## Goal of the exercise:
Go through the entries below, tally each line with the string "limitado", and give the final number by itself.

Stored items
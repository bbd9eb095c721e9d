// ━━━━━━━━━━━━━━━━━━━━━━━━━━━━━━━━━━━━━━━━━━━━━━━━━━━━━━━━━━━━━━━━━━━━━━━━━━━━━
// PESQUISA: FAN-OUT, DEDUPLICAÇÃO E CONTEXTO
// ━━━━━━━━━━━━━━━━━━━━━━━━━━━━━━━━━━━━━━━━━━━━━━━━━━━━━━━━━━━━━━━━━━━━━━━━━━━━━

mod context;
mod engine;
mod ranker;

pub use context::*;
pub use engine::*;
pub use ranker::*;
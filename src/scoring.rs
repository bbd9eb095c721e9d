// ━━━━━━━━━━━━━━━━━━━━━━━━━━━━━━━━━━━━━━━━━━━━━━━━━━━━━━━━━━━━━━━━━━━━━━━━━━━━━
// SCORE DE QUALIDADE
// ━━━━━━━━━━━━━━━━━━━━━━━━━━━━━━━━━━━━━━━━━━━━━━━━━━━━━━━━━━━━━━━━━━━━━━━━━━━━━
//
// Rubrica aditiva sobre o resultado montado. Função pura: nunca falha e
// sempre fica em [0, 100]. Seções via fallback não pontuam.
// ━━━━━━━━━━━━━━━━━━━━━━━━━━━━━━━━━━━━━━━━━━━━━━━━━━━━━━━━━━━━━━━━━━━━━━━━━━━━━

use serde::Serialize;

use crate::config::ScoringRubric;
use crate::types::{AnalysisResult, SectionKind, SectionOutcome};

/// Pontos obtidos em cada item da rubrica
#[derive(Debug, Clone, Copy, Default, PartialEq, Serialize)]
pub struct ScoreBreakdown {
    pub sources: f64,
    pub content: f64,
    pub seed: f64,
    pub primary: f64,
    pub secondary: f64,
}

impl ScoreBreakdown {
    /// Soma limitada a [0, 100]
    pub fn total(&self) -> f64 {
        (self.sources + self.content + self.seed + self.primary + self.secondary).clamp(0.0, 100.0)
    }
}

/// Avaliador de qualidade do resultado final
#[derive(Debug, Clone, Default)]
pub struct QualityScorer {
    rubric: ScoringRubric,
}

impl QualityScorer {
    pub fn new(rubric: ScoringRubric) -> Self {
        Self { rubric }
    }

    pub fn rubric(&self) -> &ScoringRubric {
        &self.rubric
    }

    /// Score em [0, 100]
    pub fn score(&self, result: &AnalysisResult) -> f64 {
        let breakdown = self.breakdown(result);
        let total = breakdown.total();
        log::debug!("📊 Score: {:?} = {:.1}", breakdown, total);
        total
    }

    /// Pontos por item da rubrica
    pub fn breakdown(&self, result: &AnalysisResult) -> ScoreBreakdown {
        let rubric = &self.rubric;
        let research = &result.research;

        let sources = if research.stats.unique_documents >= rubric.min_sources {
            rubric.sources_points
        } else {
            0.0
        };
        let content = if research.stats.total_chars >= rubric.min_content_chars {
            rubric.content_points
        } else {
            0.0
        };
        let seed = if result.seed_analysis.as_ref().is_some_and(|s| !s.is_empty()) {
            rubric.seed_points
        } else {
            0.0
        };

        let primary = self.section_points(result, SectionKind::Primary, rubric.primary_points);
        let secondary = self.section_points(result, SectionKind::Secondary, rubric.secondary_points);

        ScoreBreakdown {
            sources,
            content,
            seed,
            primary,
            secondary,
        }
    }

    /// Divide `points` igualmente entre as seções do tipo e soma as que contam
    fn section_points(&self, result: &AnalysisResult, kind: SectionKind, points: f64) -> f64 {
        let sections: Vec<&SectionOutcome> = result.sections.values().filter(|s| s.kind == kind).collect();
        if sections.is_empty() {
            return 0.0;
        }

        let each = points / sections.len() as f64;
        let counted = sections.iter().filter(|s| self.counts(s)).count();
        each * counted as f64
    }

    /// Seção real; primárias precisam ainda ser não triviais
    fn counts(&self, section: &SectionOutcome) -> bool {
        if !section.result.is_real() {
            return false;
        }
        match section.kind {
            SectionKind::Primary => {
                let size = serde_json::to_string(&section.result.payload)
                    .map(|s| s.chars().count())
                    .unwrap_or(0);
                size >= self.rubric.min_section_chars
            }
            SectionKind::Secondary => true,
        }
    }
}
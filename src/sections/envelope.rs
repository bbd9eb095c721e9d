// ━━━━━━━━━━━━━━━━━━━━━━━━━━━━━━━━━━━━━━━━━━━━━━━━━━━━━━━━━━━━━━━━━━━━━━━━━━━━━
// ENVELOPE DE EXECUÇÃO SEGURA
// ━━━━━━━━━━━━━━━━━━━━━━━━━━━━━━━━━━━━━━━━━━━━━━━━━━━━━━━━━━━━━━━━━━━━━━━━━━━━━
//
// Envolve a geração de uma seção. Erro de provedor, JSON inválido,
// objeto vazio, estouro de prazo ou panic viram fallback. O envelope
// nunca retorna erro: sempre há um TaskResult.
// ━━━━━━━━━━━━━━━━━━━━━━━━━━━━━━━━━━━━━━━━━━━━━━━━━━━━━━━━━━━━━━━━━━━━━━━━━━━━━

use std::sync::Arc;
use std::time::{Duration, Instant};

use serde_json::Value;

use super::{GenerationTask, SectionInput};
use crate::analysis::extract_json_object;
use crate::error::AnalysisError;
use crate::llm::GenerationClient;
use crate::types::{JsonMap, TaskResult};
use crate::utils::{catch_panic, duration_ms};

/// Envelope que garante um resultado (real ou fallback) por seção
#[derive(Clone)]
pub struct SafeEnvelope {
    client: Arc<dyn GenerationClient>,
    timeout: Duration,
}

impl SafeEnvelope {
    pub fn new(client: Arc<dyn GenerationClient>, timeout: Duration) -> Self {
        Self { client, timeout }
    }

    /// Executa a seção; nunca falha
    pub async fn run(&self, task: &GenerationTask, input: &SectionInput<'_>) -> TaskResult {
        let started = Instant::now();

        let attempt = tokio::time::timeout(self.timeout, catch_panic(self.attempt(task, input))).await;
        let ms = duration_ms(started.elapsed());

        match attempt {
            Ok(Ok(Ok(fields))) => {
                log::info!("✅ Seção {} gerada ({} campos)", task.name, fields.len());
                TaskResult::success(task.name, Value::Object(fields), ms)
            }
            Ok(Ok(Err(e))) => {
                log::warn!("🛟 Seção {} falhou ({}), usando fallback", task.name, e);
                Self::degrade(TaskResult::failed(task.name, e.to_string(), ms), task, input)
            }
            Ok(Err(panic)) => {
                log::error!("❌ Seção {} entrou em pânico ({}), usando fallback", task.name, panic);
                Self::degrade(TaskResult::failed(task.name, format!("panic: {}", panic), ms), task, input)
            }
            Err(_) => {
                let err = AnalysisError::Timeout {
                    task: task.name.to_string(),
                    after: self.timeout,
                };
                log::warn!("⏰ {}, usando fallback", err);
                Self::degrade(TaskResult::timed_out(task.name, err.to_string(), ms), task, input)
            }
        }
    }

    /// Resolve a seção direto pelo fallback (prazo do pipeline atingido)
    pub fn abandon(task: &GenerationTask, input: &SectionInput<'_>, reason: &str, elapsed_ms: u64) -> TaskResult {
        log::warn!("⏰ Seção {} não concluída ({}), usando fallback", task.name, reason);
        Self::degrade(TaskResult::timed_out(task.name, reason, elapsed_ms), task, input)
    }

    async fn attempt(&self, task: &GenerationTask, input: &SectionInput<'_>) -> Result<JsonMap, AnalysisError> {
        let prompt = task.build_prompt(input);
        let text = self.client.generate(&prompt, task.token_budget).await?;
        extract_json_object(&text)
    }

    fn degrade(result: TaskResult, task: &GenerationTask, input: &SectionInput<'_>) -> TaskResult {
        result.with_fallback(task.build_fallback(input.request, input.stats))
    }
}

#[cfg(test)]
mod tests {
    use super::*;
    use crate::llm::MockGenerationClient;
    use crate::sections::{default_catalog, is_degraded_payload};
    use crate::types::{AnalysisRequest, ResearchStats, TaskStatus};

    async fn run_with(client: MockGenerationClient, timeout_ms: u64) -> TaskResult {
        let request = AnalysisRequest::new("fitness coaching");
        let stats = ResearchStats::default();
        let input = SectionInput {
            request: &request,
            research: "",
            seed: None,
            stats: &stats,
        };
        let envelope = SafeEnvelope::new(Arc::new(client), Duration::from_millis(timeout_ms));
        envelope.run(&default_catalog()[0], &input).await
    }

    #[tokio::test]
    async fn test_success_is_real() {
        let result = run_with(MockGenerationClient::responding(r#"{"perfil": "Ana"}"#), 500).await;
        assert!(result.is_real());
        assert_eq!(result.payload["perfil"], "Ana");
    }

    #[tokio::test]
    async fn test_provider_failure_falls_back() {
        let result = run_with(MockGenerationClient::failing(), 500).await;
        assert_eq!(result.status, TaskStatus::Failed);
        assert!(result.fallback);
        assert!(is_degraded_payload(&result.payload));
        assert!(result.error.is_some());
    }

    #[tokio::test]
    async fn test_malformed_and_empty_fall_back() {
        let malformed = run_with(MockGenerationClient::malformed(), 500).await;
        assert!(malformed.fallback);
        assert!(malformed.error.unwrap().contains("Parse"));

        let empty = run_with(MockGenerationClient::responding("{}"), 500).await;
        assert!(empty.fallback);
    }

    #[tokio::test]
    async fn test_timeout_falls_back() {
        let started = Instant::now();
        let result = run_with(MockGenerationClient::hanging(), 100).await;
        assert!(started.elapsed() < Duration::from_millis(1_000));
        assert_eq!(result.status, TaskStatus::TimedOut);
        assert!(result.fallback);
    }

    #[tokio::test]
    async fn test_panic_falls_back() {
        let result = run_with(MockGenerationClient::panicking(), 500).await;
        assert_eq!(result.status, TaskStatus::Failed);
        assert!(result.fallback);
        assert!(result.error.unwrap().starts_with("panic"));
    }
}
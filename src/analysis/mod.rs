// ━━━━━━━━━━━━━━━━━━━━━━━━━━━━━━━━━━━━━━━━━━━━━━━━━━━━━━━━━━━━━━━━━━━━━━━━━━━━━
// ANÁLISE SEMENTE (MULTI-BACKEND)
// ━━━━━━━━━━━━━━━━━━━━━━━━━━━━━━━━━━━━━━━━━━━━━━━━━━━━━━━━━━━━━━━━━━━━━━━━━━━━━

mod fanout;
mod json;
mod merge;
mod prompts;

pub use fanout::*;
pub use json::*;
pub use merge::*;
pub use prompts::*;
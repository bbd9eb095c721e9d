// ━━━━━━━━━━━━━━━━━━━━━━━━━━━━━━━━━━━━━━━━━━━━━━━━━━━━━━━━━━━━━━━━━━━━━━━━━━━━━
// DEEP ANALYSIS CLI
// ━━━━━━━━━━━━━━━━━━━━━━━━━━━━━━━━━━━━━━━━━━━━━━━━━━━━━━━━━━━━━━━━━━━━━━━━━━━━━
//
// CLI para execução do motor de análise.
//
// Uso:
//   deep-analysis-cli --segment "fitness coaching"
//   deep-analysis-cli --segment "fitness coaching" --product app --price 297
//   deep-analysis-cli --segment "educação online" --deadline 900 --strict 80
// ━━━━━━━━━━━━━━━━━━━━━━━━━━━━━━━━━━━━━━━━━━━━━━━━━━━━━━━━━━━━━━━━━━━━━━━━━━━━━

use std::sync::Arc;
use std::time::Duration;

use anyhow::{anyhow, bail, Context};
use deep_analysis::llm::{GenerationClient, NamedBackend, OpenAiGenerationClient};
use deep_analysis::prelude::*;
use deep_analysis::search::{HttpDocumentFetcher, JinaSearchClient};
use deep_analysis::{create_tokio_runtime, install_panic_hook, load_analysis_config, load_runtime_config};

/// Orçamento padrão do pipeline
const DEFAULT_DEADLINE_SECS: u64 = 600;

/// Argumentos da linha de comando
#[derive(Debug, Default)]
struct CliArgs {
    segment: Option<String>,
    product: Option<String>,
    audience: Option<String>,
    price: Option<f64>,
    budget: Option<f64>,
    timeline: Option<String>,
    query: Option<String>,
    deadline: Option<u64>,
    strict: Option<f64>,
}

fn print_usage(program: &str) {
    eprintln!("Deep Analysis CLI v{}", deep_analysis::VERSION);
    eprintln!();
    eprintln!("Uso: {} --segment <segmento> [opções]", program);
    eprintln!();
    eprintln!("Opções:");
    eprintln!("  --product <produto>     Produto ou serviço");
    eprintln!("  --audience <público>    Público-alvo");
    eprintln!("  --price <valor>         Preço do produto");
    eprintln!("  --budget <valor>        Orçamento de marketing");
    eprintln!("  --timeline <prazo>      Prazo de lançamento");
    eprintln!("  --query <texto>         Query principal de pesquisa");
    eprintln!("  --deadline <segundos>   Orçamento total (padrão: {})", DEFAULT_DEADLINE_SECS);
    eprintln!("  --strict <limiar>       Rejeita resultados com score abaixo do limiar");
}

fn parse_args(args: &[String]) -> anyhow::Result<CliArgs> {
    let mut parsed = CliArgs::default();
    let mut iter = args.iter().skip(1);

    while let Some(flag) = iter.next() {
        let mut value = || {
            iter.next()
                .cloned()
                .ok_or_else(|| anyhow!("{} exige um valor", flag))
        };

        match flag.as_str() {
            "--segment" => parsed.segment = Some(value()?),
            "--product" => parsed.product = Some(value()?),
            "--audience" => parsed.audience = Some(value()?),
            "--timeline" => parsed.timeline = Some(value()?),
            "--query" => parsed.query = Some(value()?),
            "--price" => parsed.price = Some(value()?.parse().context("--price inválido")?),
            "--budget" => parsed.budget = Some(value()?.parse().context("--budget inválido")?),
            "--deadline" => parsed.deadline = Some(value()?.parse().context("--deadline inválido")?),
            "--strict" => parsed.strict = Some(value()?.parse().context("--strict inválido")?),
            other => bail!("opção desconhecida: {}", other),
        }
    }

    Ok(parsed)
}

fn build_request(args: CliArgs) -> anyhow::Result<AnalysisRequest> {
    let segment = args.segment.ok_or_else(|| anyhow!("--segment é obrigatório"))?;
    let mut request = AnalysisRequest::new(segment);
    request.product = args.product;
    request.audience = args.audience;
    request.price = args.price;
    request.budget = args.budget;
    request.timeline = args.timeline;
    request.query = args.query;
    Ok(request)
}

/// Backends de geração a partir das variáveis de ambiente
fn build_backends() -> anyhow::Result<Vec<NamedBackend>> {
    let api_key = std::env::var("OPENAI_API_KEY").context(
        "OPENAI_API_KEY não encontrada. Defina no .env ou exporte a variável de ambiente",
    )?;
    let base_url = std::env::var("OPENAI_BASE_URL").ok();

    let make = |model: &str| -> Arc<dyn GenerationClient> {
        let client = OpenAiGenerationClient::new(api_key.clone()).with_model(model);
        match &base_url {
            Some(url) => Arc::new(client.with_base_url(url)),
            None => Arc::new(client),
        }
    };

    let primary_model = std::env::var("OPENAI_MODEL").unwrap_or_else(|_| "gpt-4o-mini".to_string());
    let mut backends = vec![NamedBackend::new("primary", make(&primary_model))];

    if let Ok(secondary_model) = std::env::var("SECONDARY_LLM_MODEL") {
        backends.push(NamedBackend::new("secondary", make(&secondary_model)));
    }

    Ok(backends)
}

fn main() -> anyhow::Result<()> {
    // Carregar .env PRIMEIRO, antes de qualquer coisa
    if dotenvy::dotenv().is_err() {
        eprintln!("⚠ Nenhum arquivo .env encontrado; usando apenas variáveis de ambiente");
    }

    env_logger::Builder::from_env(env_logger::Env::default().default_filter_or("info")).init();
    install_panic_hook();

    let args: Vec<String> = std::env::args().collect();
    let program = args.first().map(String::as_str).unwrap_or("deep-analysis-cli");
    if args.len() < 2 {
        print_usage(program);
        std::process::exit(1);
    }

    let cli = match parse_args(&args) {
        Ok(cli) => cli,
        Err(e) => {
            eprintln!("✗ {}", e);
            eprintln!();
            print_usage(program);
            std::process::exit(1);
        }
    };

    let deadline = Duration::from_secs(cli.deadline.unwrap_or(DEFAULT_DEADLINE_SECS));
    let strict = cli.strict;
    let request = build_request(cli)?;

    let mut config = load_analysis_config();
    if let Some(threshold) = strict {
        config = config.strict(threshold);
    }

    let jina_key = std::env::var("JINA_API_KEY")
        .context("JINA_API_KEY não encontrada. Defina no .env ou exporte a variável de ambiente")?;
    let search: Arc<dyn SearchClient> = Arc::new(JinaSearchClient::new(jina_key));
    let fetcher: Arc<dyn DocumentFetcher> = Arc::new(HttpDocumentFetcher::new(
        config.research.fetch_timeout,
        config.research.min_document_chars,
    )?);
    let backends = build_backends()?;

    println!("━━━━━━━━━━━━━━━━━━━━━━━━━━━━━━━━━━━━━━━━━━━━━━━━━━━━━━━━━━━━━━━━━━");
    println!(" DEEP ANALYSIS v{}", deep_analysis::VERSION);
    println!("━━━━━━━━━━━━━━━━━━━━━━━━━━━━━━━━━━━━━━━━━━━━━━━━━━━━━━━━━━━━━━━━━━");
    println!();
    println!("Segmento: {}", request.segment());
    if let Some(product) = request.product() {
        println!("Produto: {}", product);
    }
    println!("Backends: {}", backends.len());
    println!("Orçamento: {}s", deadline.as_secs());
    println!();

    let runtime = create_tokio_runtime(&load_runtime_config())?;
    let orchestrator = AnalysisOrchestrator::new(search, fetcher, backends, config);
    let result = runtime.block_on(orchestrator.run_analysis(request, deadline))?;

    println!("{}", serde_json::to_string_pretty(&result.to_json())?);

    eprintln!();
    eprintln!(
        "✓ Score: {:.1} | seções degradadas: {}/{} | {}ms",
        result.quality_score,
        result.metadata.degraded_sections,
        result.metadata.total_sections,
        result.metadata.elapsed_ms
    );

    Ok(())
}
// ━━━━━━━━━━━━━━━━━━━━━━━━━━━━━━━━━━━━━━━━━━━━━━━━━━━━━━━━━━━━━━━━━━━━━━━━━━━━━
// UTILITÁRIOS
// ━━━━━━━━━━━━━━━━━━━━━━━━━━━━━━━━━━━━━━━━━━━━━━━━━━━━━━━━━━━━━━━━━━━━━━━━━━━━━
//
// Utilitários compartilhados por todo o sistema:
// - Pool limitado com prazos por tarefa e por fase
// - Text processing
// - Timing
// ━━━━━━━━━━━━━━━━━━━━━━━━━━━━━━━━━━━━━━━━━━━━━━━━━━━━━━━━━━━━━━━━━━━━━━━━━━━━━

/// Pool limitado usado pelos três fan-outs.
pub mod pool;
mod text;
mod timing;

pub use pool::{catch_panic, run_bounded, PoolLimits, PoolRun, SlotOutcome};
pub use text::*;
pub use timing::{duration_ms, format_elapsed, PhaseTimer};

## Exercise output:
2